(Stored data)
BEGIN
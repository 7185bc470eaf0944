use std::fmt::{Debug, Write};

use crate::{
    element::{NH, TH},
    topol::CoherentTriangulation,
};

fn fmt_opt<T: Debug>(x: Option<T>) -> String {
    match x {
        Some(x) => format!("{x:?}"),
        None => "-".to_string(),
    }
}

impl CoherentTriangulation {
    /// Human readable listing of the nodes, triangles and links, meant for
    /// debugging. The format is not stable.
    pub fn dump(&self) -> String {
        let mut out = String::new();
        self.write_dump(&mut out)
            .map(|_| out)
            .unwrap_or_else(|e| format!("<dump failed: {e}>"))
    }

    fn write_dump(&self, out: &mut String) -> std::fmt::Result {
        writeln!(
            out,
            "CoherentTriangulation: {} nodes ({} slots), {} triangles ({} slots), {} links, deflection {}",
            self.num_nodes(),
            self.node_capacity(),
            self.num_triangles(),
            self.triangle_capacity(),
            if self.has_links() {
                self.num_links().to_string()
            } else {
                "no".to_string()
            },
            self.deflection(),
        )?;
        writeln!(out, "Nodes:")?;
        for (n, node) in self.nodes() {
            let p = node.point();
            let mut ring: Vec<TH> = node.triangles().to_vec();
            ring.sort();
            writeln!(out, "  {n}: ({}, {}, {}) ring {ring:?}", p.x, p.y, p.z)?;
        }
        writeln!(out, "Triangles:")?;
        for (t, tri) in self.triangles() {
            let nodes: [NH; 3] = match tri.nodes() {
                Some(nodes) => nodes,
                None => continue,
            };
            write!(out, "  {t}: {nodes:?}")?;
            for i in 0..3 {
                write!(
                    out,
                    " | {i}: {} opp {}",
                    fmt_opt(tri.neighbor(i)),
                    fmt_opt(tri.opposite_node(i))
                )?;
                if let Some(l) = tri.link(i) {
                    write!(out, " link {l}")?;
                }
            }
            writeln!(out)?;
        }
        if self.has_links() {
            writeln!(out, "Links:")?;
            for (l, link) in self.links() {
                writeln!(
                    out,
                    "  {l}: {} opp [{}, {}]",
                    fmt_opt(link.nodes()),
                    fmt_opt(link.opposite_node(0)),
                    fmt_opt(link.opposite_node(1))
                )?;
            }
        }
        Ok(())
    }
}

impl Debug for CoherentTriangulation {
    fn fmt(&self, f: &mut std::fmt::Formatter<'_>) -> std::fmt::Result {
        f.debug_struct("CoherentTriangulation")
            .field("nodes", &self.num_nodes())
            .field("triangles", &self.num_triangles())
            .field("links", &self.num_links())
            .finish_non_exhaustive()
    }
}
END
- **WHAT TO DO**: Copy out each record word for word.

- **TASK RESULT**:
repository 7185bc470eaf0944
use std::fmt::{Debug, Write};

use crate::{
    element::{NH, TH},
    topol::CoherentTriangulation,
};

fn fmt_opt<T: Debug>(x: Option<T>) -> String {
    match x {
        Some(x) => format!("{x:?}"),
        None => "-".to_string(),
    }
}

impl CoherentTriangulation {
    /// Human readable listing of the nodes, triangles and links, meant for
    /// debugging. The format is not stable.
    pub fn dump(&self) -> String {
        let mut out = String::new();
        self.write_dump(&mut out)
            .map(|_| out)
            .unwrap_or_else(|e| format!("<dump failed: {e}>"))
    }

    fn write_dump(&self, out: &mut String) -> std::fmt::Result {
        writeln!(
            out,
            "CoherentTriangulation: {} nodes ({} slots), {} triangles ({} slots), {} links, deflection {}",
            self.num_nodes(),
            self.node_capacity(),
            self.num_triangles(),
            self.triangle_capacity(),
            if self.has_links() {
                self.num_links().to_string()
            } else {
                "no".to_string()
            },
            self.deflection(),
        )?;
        writeln!(out, "Nodes:")?;
        for (n, node) in self.nodes() {
            let p = node.point();
            let mut ring: Vec<TH> = node.triangles().to_vec();
            ring.sort();
            writeln!(out, "  {n}: ({}, {}, {}) ring {ring:?}", p.x, p.y, p.z)?;
        }
        writeln!(out, "Triangles:")?;
        for (t, tri) in self.triangles() {
            let nodes: [NH; 3] = match tri.nodes() {
                Some(nodes) => nodes,
                None => continue,
            };
            write!(out, "  {t}: {nodes:?}")?;
            for i in 0..3 {
                write!(
                    out,
                    " | {i}: {} opp {}",
                    fmt_opt(tri.neighbor(i)),
                    fmt_opt(tri.opposite_node(i))
                )?;
                if let Some(l) = tri.link(i) {
                    write!(out, " link {l}")?;
                }
            }
            writeln!(out)?;
        }
        if self.has_links() {
            writeln!(out, "Links:")?;
            for (l, link) in self.links() {
                writeln!(
                    out,
                    "  {l}: {} opp [{}, {}]",
                    fmt_opt(link.nodes()),
                    fmt_opt(link.opposite_node(0)),
                    fmt_opt(link.opposite_node(1))
                )?;
            }
        }
        Ok(())
    }
}

impl Debug for CoherentTriangulation {
    fn fmt(&self, f: &mut std::fmt::Formatter<'_>) -> std::fmt::Result {
        f.debug_struct("CoherentTriangulation")
            .field("nodes", &self.num_nodes())
            .field("triangles", &self.num_triangles())
            .field("links", &self.num_links())
            .finish_non_exhaustive()
    }
}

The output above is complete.